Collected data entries
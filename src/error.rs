use axum::{
    Json,
    extract::rejection::JsonRejection,
    http::StatusCode,
    response::{IntoResponse, Response},
};
use opentelemetry::trace::TraceContextExt;
use serde_json::{Value, json};
use thiserror::Error;
use tracing::Span;
use tracing_opentelemetry::OpenTelemetrySpanExt;

#[derive(Error, Debug)]
pub enum AppError {
    #[error("Validation error: {0}")]
    Validation(String),

    #[error("Invalid request body: {0}")]
    InvalidBody(#[from] JsonRejection),

    #[error("Method Not Allowed")]
    MethodNotAllowed,

    #[error("Not found: {0}")]
    NotFound(String),

    #[error("{context}: {source}")]
    Upstream {
        context: &'static str,
        #[source]
        source: anyhow::Error,
    },

    #[error("GraphQL error: {0}")]
    Graphql(String),
}

impl AppError {
    pub fn upstream(context: &'static str, source: impl Into<anyhow::Error>) -> Self {
        AppError::Upstream {
            context,
            source: source.into(),
        }
    }

    pub fn status(&self) -> StatusCode {
        match self {
            AppError::Validation(_) | AppError::InvalidBody(_) => StatusCode::BAD_REQUEST,
            AppError::MethodNotAllowed => StatusCode::METHOD_NOT_ALLOWED,
            AppError::NotFound(_) => StatusCode::NOT_FOUND,
            AppError::Graphql(_) => StatusCode::BAD_GATEWAY,
            AppError::Upstream { .. } => StatusCode::INTERNAL_SERVER_ERROR,
        }
    }

    /// Message and optional details exposed to the caller.
    fn public_body(&self) -> (String, Option<String>) {
        match self {
            AppError::Validation(msg) | AppError::NotFound(msg) => (msg.clone(), None),
            AppError::InvalidBody(rejection) => (
                "Invalid request body".to_string(),
                Some(rejection.body_text()),
            ),
            AppError::MethodNotAllowed => (self.to_string(), None),
            AppError::Upstream { context, source } => {
                tracing::error!(error = %source, context = %context, "Upstream service error");
                (context.to_string(), Some(source.to_string()))
            }
            AppError::Graphql(msg) => {
                tracing::error!(error = %msg, "GraphQL error");
                ("GraphQL request failed".to_string(), Some(msg.clone()))
            }
        }
    }
}

pub fn get_trace_id() -> Option<String> {
    let span = Span::current();
    let context = span.context();
    let span_ref = context.span();
    let span_context = span_ref.span_context();

    if span_context.is_valid() {
        Some(span_context.trace_id().to_string())
    } else {
        None
    }
}

fn error_body(status: StatusCode, error: String, details: Option<String>) -> Value {
    let mut body = json!({
        "error": error,
        "status": status.as_u16(),
    });
    if let Some(details) = details {
        body["details"] = Value::String(details);
    }
    if let Some(trace_id) = get_trace_id() {
        body["trace_id"] = Value::String(trace_id);
    }
    body
}

impl IntoResponse for AppError {
    fn into_response(self) -> Response {
        let status = self.status();
        let (error, details) = self.public_body();

        (status, Json(error_body(status, error, details))).into_response()
    }
}

pub type AppResult<T> = Result<T, AppError>;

**Work item**
Extract each record, keeping it identical to the original.

**Written answer**
filename src/error.rs
use axum::{
    Json,
    extract::rejection::JsonRejection,
    http::StatusCode,
    response::{IntoResponse, Response},
};
use opentelemetry::trace::TraceContextExt;
use serde_json::{Value, json};
use thiserror::Error;
use tracing::Span;
use tracing_opentelemetry::OpenTelemetrySpanExt;

#[derive(Error, Debug)]
pub enum AppError {
    #[error("Validation error: {0}")]
    Validation(String),

    #[error("Invalid request body: {0}")]
    InvalidBody(#[from] JsonRejection),

    #[error("Method Not Allowed")]
    MethodNotAllowed,

    #[error("Not found: {0}")]
    NotFound(String),

    #[error("{context}: {source}")]
    Upstream {
        context: &'static str,
        #[source]
        source: anyhow::Error,
    },

    #[error("GraphQL error: {0}")]
    Graphql(String),
}

impl AppError {
    pub fn upstream(context: &'static str, source: impl Into<anyhow::Error>) -> Self {
        AppError::Upstream {
            context,
            source: source.into(),
        }
    }

    pub fn status(&self) -> StatusCode {
        match self {
            AppError::Validation(_) | AppError::InvalidBody(_) => StatusCode::BAD_REQUEST,
            AppError::MethodNotAllowed => StatusCode::METHOD_NOT_ALLOWED,
            AppError::NotFound(_) => StatusCode::NOT_FOUND,
            AppError::Graphql(_) => StatusCode::BAD_GATEWAY,
            AppError::Upstream { .. } => StatusCode::INTERNAL_SERVER_ERROR,
        }
    }

    /// Message and optional details exposed to the caller.
    fn public_body(&self) -> (String, Option<String>) {
        match self {
            AppError::Validation(msg) | AppError::NotFound(msg) => (msg.clone(), None),
            AppError::InvalidBody(rejection) => (
                "Invalid request body".to_string(),
                Some(rejection.body_text()),
            ),
            AppError::MethodNotAllowed => (self.to_string(), None),
            AppError::Upstream { context, source } => {
                tracing::error!(error = %source, context = %context, "Upstream service error");
                (context.to_string(), Some(source.to_string()))
            }
            AppError::Graphql(msg) => {
                tracing::error!(error = %msg, "GraphQL error");
                ("GraphQL request failed".to_string(), Some(msg.clone()))
            }
        }
    }
}

pub fn get_trace_id() -> Option<String> {
    let span = Span::current();
    let context = span.context();
    let span_ref = context.span();
    let span_context = span_ref.span_context();

    if span_context.is_valid() {
        Some(span_context.trace_id().to_string())
    } else {
        None
    }
}

fn error_body(status: StatusCode, error: String, details: Option<String>) -> Value {
    let mut body = json!({
        "error": error,
        "status": status.as_u16(),
    });
    if let Some(details) = details {
        body["details"] = Value::String(details);
    }
    if let Some(trace_id) = get_trace_id() {
        body["trace_id"] = Value::String(trace_id);
    }
    body
}

impl IntoResponse for AppError {
    fn into_response(self) -> Response {
        let status = self.status();
        let (error, details) = self.public_body();

        (status, Json(error_body(status, error, details))).into_response()
    }
}

pub type AppResult<T> = Result<T, AppError>;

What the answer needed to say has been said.